Учеба в институте мне очень понравилась. Трудно было только сориентироваться в нахождении нужной аудитории, отведенной нашей группе по расписанию, - институт располагался на огромной территории, протянувшейся от набережной Фонтанки до Сенной площади и примыкал к Юсуповскому саду. Аудитории различались по виду и возрасту: в самой известной и парадной - Ленинской - в 1917 и 1918 годах выступал Ильич. Наш электротехнический корпус был помоложе. В институте было несколько столовых, гардеробов, имелся собственный кинозал, спортзал, музей железнодорожного транспорта и огромная библиотека.
В распорядке институтской жизни мне нравилось все. Нравились звонки, как в школе, возвещавшие начало и окончание лекций, нравилось четкое расписание и дисциплина преподавателей. Не чета университету, куда я часто наведывалась на лекции к Тане, да и современному РГПУ, где сейчас учится моя дочь. Там преподаватели позволяли себе опоздать на час или не прийти вообще, студенты вели какой-то свободный богемный, образ жизни, хотя и сидели порой в институте допоздна. У нас все было по расписанию, и это мне нравилось.
Преподаватели были интересны каждый по-своему. Самый пожилой из них, профессор кафедры химии Вехотко, читал свои лекции нараспев, все больше замедляя темп, зевал и часто почти засыпал на ходу. От подобной манеры чтения засыпали и мы, студенты. Зато практические занятия по химии были удивительно интересны, мы делали много лабораторных, решали задачи, сдавали коллоквиумы.

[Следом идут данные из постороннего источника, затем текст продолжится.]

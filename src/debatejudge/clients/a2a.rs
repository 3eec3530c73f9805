//! A2A (agent-to-agent) JSON-RPC transport for the remote debaters.
//!
//! Each turn is one `message/send` call carrying a single user text part. A
//! continuing turn also carries the `contextId` the agent returned before, so
//! the agent keeps the earlier turns on its side.
//!
//! An agent may answer with a `Message` or with a `Task`. For a task, the
//! status message parts come first, followed by the parts of every artifact,
//! and the task must be `completed`.

use crate::debatejudge::http_client_pool::get_or_create_client;
use crate::debatejudge::remote_agent::{AgentReply, AgentTransport, RemoteAgentError};
use async_trait::async_trait;
use log::debug;
use reqwest::Url;
use serde::{Deserialize, Serialize};
use serde_json::Value;
use std::time::Duration;
use uuid::Uuid;

/// One part of an A2A message or artifact.
#[derive(Debug, Clone, PartialEq, Serialize, Deserialize)]
#[serde(tag = "kind", rename_all = "lowercase")]
pub enum WirePart {
    Text { text: String },
    Data { data: Value },
    /// File parts and anything newer; ignored when merging.
    #[serde(other)]
    Other,
}

/// Join text parts and serialised data parts with newlines.
pub fn merge_parts<'a, I>(parts: I) -> String
where
    I: IntoIterator<Item = &'a WirePart>,
{
    parts
        .into_iter()
        .filter_map(|part| match part {
            WirePart::Text { text } => Some(text.clone()),
            WirePart::Data { data } => Some(data.to_string()),
            WirePart::Other => None,
        })
        .collect::<Vec<_>>()
        .join("\n")
}

#[derive(Serialize)]
#[serde(rename_all = "camelCase")]
struct OutboundMessage<'a> {
    kind: &'static str,
    role: &'static str,
    parts: Vec<WirePart>,
    message_id: String,
    #[serde(skip_serializing_if = "Option::is_none")]
    context_id: Option<&'a str>,
}

#[derive(Serialize)]
struct SendParams<'a> {
    message: OutboundMessage<'a>,
}

#[derive(Serialize)]
struct JsonRpcRequest<'a> {
    jsonrpc: &'static str,
    id: String,
    method: &'static str,
    params: SendParams<'a>,
}

#[derive(Deserialize)]
struct JsonRpcResponse {
    result: Option<Value>,
    error: Option<JsonRpcError>,
}

#[derive(Deserialize)]
struct JsonRpcError {
    code: i64,
    #[serde(default)]
    message: String,
}

#[derive(Debug, Deserialize)]
#[serde(rename_all = "camelCase")]
struct WireMessage {
    #[serde(default)]
    parts: Vec<WirePart>,
    context_id: Option<String>,
}

#[derive(Debug, Deserialize)]
struct WireTaskStatus {
    state: String,
    message: Option<WireMessage>,
}

#[derive(Debug, Deserialize)]
struct WireArtifact {
    #[serde(default)]
    parts: Vec<WirePart>,
}

#[derive(Debug, Deserialize)]
#[serde(rename_all = "camelCase")]
struct WireTask {
    context_id: Option<String>,
    status: WireTaskStatus,
    #[serde(default)]
    artifacts: Vec<WireArtifact>,
}

#[derive(Debug, Deserialize)]
#[serde(tag = "kind", rename_all = "lowercase")]
enum SendResult {
    Message(WireMessage),
    Task(WireTask),
}

/// [`AgentTransport`] speaking A2A JSON-RPC over HTTP.
#[derive(Debug, Clone)]
pub struct A2aTransport {
    timeout: Duration,
}

impl Default for A2aTransport {
    fn default() -> Self {
        Self::new()
    }
}

impl A2aTransport {
    /// Agents may think for a long time before answering a turn.
    pub const DEFAULT_TIMEOUT: Duration = Duration::from_secs(300);

    pub fn new() -> Self {
        Self::with_timeout(Self::DEFAULT_TIMEOUT)
    }

    pub fn with_timeout(timeout: Duration) -> Self {
        Self { timeout }
    }

    pub fn timeout(&self) -> Duration {
        self.timeout
    }

    fn reply_from_result(endpoint: &Url, result: Value) -> Result<AgentReply, RemoteAgentError> {
        let malformed = |reason: String| RemoteAgentError::Malformed {
            endpoint: endpoint.to_string(),
            reason,
        };
        let result: SendResult =
            serde_json::from_value(result).map_err(|e| malformed(e.to_string()))?;

        match result {
            SendResult::Message(message) => {
                Ok(AgentReply::new(merge_parts(&message.parts), message.context_id))
            }
            SendResult::Task(task) => {
                if task.status.state != "completed" {
                    return Err(RemoteAgentError::TaskNotCompleted {
                        endpoint: endpoint.to_string(),
                        state: task.status.state,
                    });
                }
                let WireTask {
                    context_id,
                    status,
                    artifacts,
                } = task;
                let status_parts = status
                    .message
                    .as_ref()
                    .map(|message| message.parts.as_slice())
                    .unwrap_or(&[]);
                let artifact_parts = artifacts.iter().flat_map(|a| a.parts.iter());
                let text = merge_parts(status_parts.iter().chain(artifact_parts));
                let status_context = status.message.and_then(|message| message.context_id);
                Ok(AgentReply::new(text, context_id.or(status_context)))
            }
        }
    }
}

#[async_trait]
impl AgentTransport for A2aTransport {
    async fn send_message(
        &self,
        endpoint: &Url,
        text: &str,
        context_id: Option<&str>,
    ) -> Result<AgentReply, RemoteAgentError> {
        let client = get_or_create_client(&endpoint.origin().ascii_serialization(), self.timeout)
            .map_err(|e| RemoteAgentError::Client {
                endpoint: endpoint.to_string(),
                reason: e.to_string(),
            })?;

        let request = JsonRpcRequest {
            jsonrpc: "2.0",
            id: Uuid::new_v4().to_string(),
            method: "message/send",
            params: SendParams {
                message: OutboundMessage {
                    kind: "message",
                    role: "user",
                    parts: vec![WirePart::Text {
                        text: text.to_string(),
                    }],
                    message_id: Uuid::new_v4().to_string(),
                    context_id,
                },
            },
        };

        let response = client
            .post(endpoint.clone())
            .json(&request)
            .send()
            .await
            .map_err(|e| {
                if e.is_timeout() {
                    RemoteAgentError::Timeout {
                        endpoint: endpoint.to_string(),
                        timeout_secs: self.timeout.as_secs(),
                    }
                } else {
                    RemoteAgentError::Unreachable {
                        endpoint: endpoint.to_string(),
                        reason: e.to_string(),
                    }
                }
            })?;

        let status = response.status();
        if !status.is_success() {
            return Err(RemoteAgentError::HttpStatus {
                endpoint: endpoint.to_string(),
                status: status.as_u16(),
            });
        }

        let body: JsonRpcResponse = response.json().await.map_err(|e| {
            if e.is_timeout() {
                RemoteAgentError::Timeout {
                    endpoint: endpoint.to_string(),
                    timeout_secs: self.timeout.as_secs(),
                }
            } else {
                RemoteAgentError::Malformed {
                    endpoint: endpoint.to_string(),
                    reason: e.to_string(),
                }
            }
        })?;

        if let Some(error) = body.error {
            return Err(RemoteAgentError::Rpc {
                endpoint: endpoint.to_string(),
                code: error.code,
                message: error.message,
            });
        }
        let result = body.result.ok_or_else(|| RemoteAgentError::Malformed {
            endpoint: endpoint.to_string(),
            reason: "response has neither result nor error".to_string(),
        })?;

        let reply = Self::reply_from_result(endpoint, result)?;
        debug!(
            "{} replied ({} chars, context {:?})",
            endpoint,
            reply.text.len(),
            reply.context_id
        );
        Ok(reply)
    }
}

Физику, всегда в Ленинской аудитории, читал профессор Турбович, и его лекции я слушала с огромным удовольствием. Загадки строения материи, космогонические вопросы, знакомство с квантовой теорией и теорией относительности не могло меня не захватывать: я всегда любила размышлять на эти темы, читала научно-популярные книги по физике и астрономии.
Техническое образование, все-таки, кажется мне единственным полноценным образованием: оно дает человеку картину мира, развивает его логическое мышление, учит думать и организовывать свою деятельность. Я, скорее гуманитарий, чем технарь, нисколько не жалею о том, что поступила именно в технический ВУЗ. Любой инженер способен самостоятельно поработать в библиотеках с книгами и приобрести нужные ему гуманитарные знания, даже язык изучить, а вот изучит ли гуманитарий сам высшую математику и физику, научится ли самостоятельно логически мыслить и грамотно проводить исследования чего-либо, я не уверена.

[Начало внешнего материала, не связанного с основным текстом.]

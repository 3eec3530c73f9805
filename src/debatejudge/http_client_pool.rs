//! HTTP Client Pool for maintaining persistent connections.
//!
//! Debates send many sequential messages to the same two agent endpoints, and
//! every judge call goes to the same completion endpoint. Each distinct
//! (base URL, request timeout) pair gets one configured `reqwest::Client`
//! that is reused across runs, avoiding DNS/TLS churn between turns.

use lazy_static::lazy_static;
use std::collections::HashMap;
use std::sync::Mutex;
use std::time::Duration;

lazy_static! {
    /// Global cache of HTTP clients indexed by base URL and timeout.
    static ref CLIENT_POOL: Mutex<HashMap<(String, Duration), reqwest::Client>> =
        Mutex::new(HashMap::new());
}

/// Creates or retrieves a shared HTTP client for the given base URL.
///
/// The client is configured with:
/// - Connection pooling with up to 10 idle connections per host
/// - 90-second idle timeout for persistent connections
/// - TCP keepalive every 60 seconds
/// - 30-second connection timeout
/// - `timeout` as the overall per-request deadline
pub fn get_or_create_client(
    base_url: &str,
    timeout: Duration,
) -> Result<reqwest::Client, reqwest::Error> {
    let key = (base_url.to_string(), timeout);
    let mut pool = CLIENT_POOL
        .lock()
        .unwrap_or_else(|poisoned| poisoned.into_inner());

    if let Some(client) = pool.get(&key) {
        return Ok(client.clone());
    }

    let client = create_pooled_client(timeout)?;
    pool.insert(key, client.clone());
    Ok(client)
}

/// Number of distinct clients currently pooled.
pub fn pooled_client_count() -> usize {
    CLIENT_POOL
        .lock()
        .map(|pool| pool.len())
        .unwrap_or_else(|poisoned| poisoned.into_inner().len())
}

fn create_pooled_client(timeout: Duration) -> Result<reqwest::Client, reqwest::Error> {
    reqwest::ClientBuilder::new()
        .pool_max_idle_per_host(10)
        .pool_idle_timeout(Some(Duration::from_secs(90)))
        .tcp_keepalive(Some(Duration::from_secs(60)))
        .connect_timeout(Duration::from_secs(30))
        .timeout(timeout)
        .build()
}

#[cfg(test)]
mod tests {
    use super::*;

    fn contains(base_url: &str, timeout: Duration) -> bool {
        CLIENT_POOL
            .lock()
            .unwrap()
            .contains_key(&(base_url.to_string(), timeout))
    }

    #[test]
    fn test_client_pool_reuses_entry_per_url() {
        let url = "https://pro-debater.pool-test.example";
        let timeout = Duration::from_secs(300);
        get_or_create_client(url, timeout).unwrap();
        assert!(contains(url, timeout));

        // Repeated lookups must not add entries for the same key
        let before = pooled_client_count();
        for _ in 0..5 {
            get_or_create_client(url, timeout).unwrap();
        }
        // Other tests may add entries concurrently, never remove them
        assert!(pooled_client_count() >= before);
        assert!(contains(url, timeout));
    }

    #[test]
    fn test_distinct_timeouts_get_distinct_clients() {
        let url = "https://judge.pool-test.example";
        get_or_create_client(url, Duration::from_secs(10)).unwrap();
        get_or_create_client(url, Duration::from_secs(20)).unwrap();

        assert!(contains(url, Duration::from_secs(10)));
        assert!(contains(url, Duration::from_secs(20)));
    }
}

Подробно и на очень хорошем, почти физматовском, уровне нам в течение трех лет читали курс высшей математики. Я до сих пор восхищаюсь этой «царицей наук»: настолько емко, четко и логично она способна описать практически любой процесс или явление!

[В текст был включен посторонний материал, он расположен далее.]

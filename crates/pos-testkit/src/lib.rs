//! pos-testkit
//!
//! Deterministic fixtures and a disposable staging harness for the
//! cross-crate scenario tests under `tests/`. Nothing here ships to
//! production crates.

use chrono::NaiveDate;
use tempfile::TempDir;

use pos_pricing::{ItemOption, LineItem, OptionRelation, TaxRate};
use pos_staging::{DateContext, StagingArea};

/// The fixed date every scenario runs on (stable paths in assertions).
pub fn scenario_date() -> NaiveDate {
    NaiveDate::from_ymd_opt(2026, 8, 29).expect("valid fixture date")
}

/// 8% — the rate used by the worked examples.
pub fn scenario_tax_rate() -> TaxRate {
    TaxRate::from_bps(800)
}

/// Burger $8.00 with one $1.50 add-on option.
pub fn burger_with_bacon() -> LineItem {
    let mut b = LineItem::new("Burger", 800);
    b.set_options(vec![ItemOption::new(
        "Bacon",
        "Toppings",
        150,
        OptionRelation::Add,
    )])
    .expect("draft item is mutable");
    b
}

/// Fries $3.00, no options.
pub fn fries() -> LineItem {
    LineItem::new("Fries", 300)
}

/// A temp-dir staging root pinned to [`scenario_date`].
///
/// `reopen` hands back a fresh [`StagingArea`] over the same root — the
/// scenario equivalent of a process restart: all in-memory state is gone,
/// only the directory tree survives.
pub struct StagingHarness {
    root: TempDir,
    ctx: DateContext,
}

impl StagingHarness {
    pub fn new() -> Self {
        Self {
            root: TempDir::new().expect("create temp staging root"),
            ctx: DateContext::new(scenario_date()),
        }
    }

    pub fn area(&self) -> StagingArea {
        StagingArea::new(self.root.path(), self.ctx)
    }

    /// Simulate a restart: a brand-new handle over the surviving tree.
    pub fn reopen(&self) -> StagingArea {
        StagingArea::new(self.root.path(), self.ctx)
    }

    pub fn ctx(&self) -> DateContext {
        self.ctx
    }
}

impl Default for StagingHarness {
    fn default() -> Self {
        Self::new()
    }
}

Но такое понимание пришло много позже. Тогда я училась своеобразно: мое мышление оставалось теоретическим, абстрактным, я не чувствовала связи между тем, что конспектировала и сдавала на экзаменах, и самой жизнью. Сдав на отлично «радиоэлектронные устройства», я едва ли могла сама починить радиоприемник или собрать для своих нужд схему выпрямителя для дачного приемника, как это делали наши мальчишки, с трудом сдававшие теорию.
Запрограммированная на пятерку с первого класса, я так и держала из последних сил эту планку в институте, боясь ее утерять, и часто добивалась внешнего успеха в учении в ущерб глубокому пониманию того, что отлично сдавала. Правда к английскому и, вообще, к гуманитарным предметам, которыми я продолжала интересоваться по собственной инициативе через чтение книг, это не относилось.
Новая студенческая жизнь и коллектив, в который я попала, быстро стали для меня родными и близкими и почти полностью сняли груз моих школьных комплексов. Но моя, наконец появившаяся, личная жизнь оказалась не простой и совсем не такой, о какой я мечтала.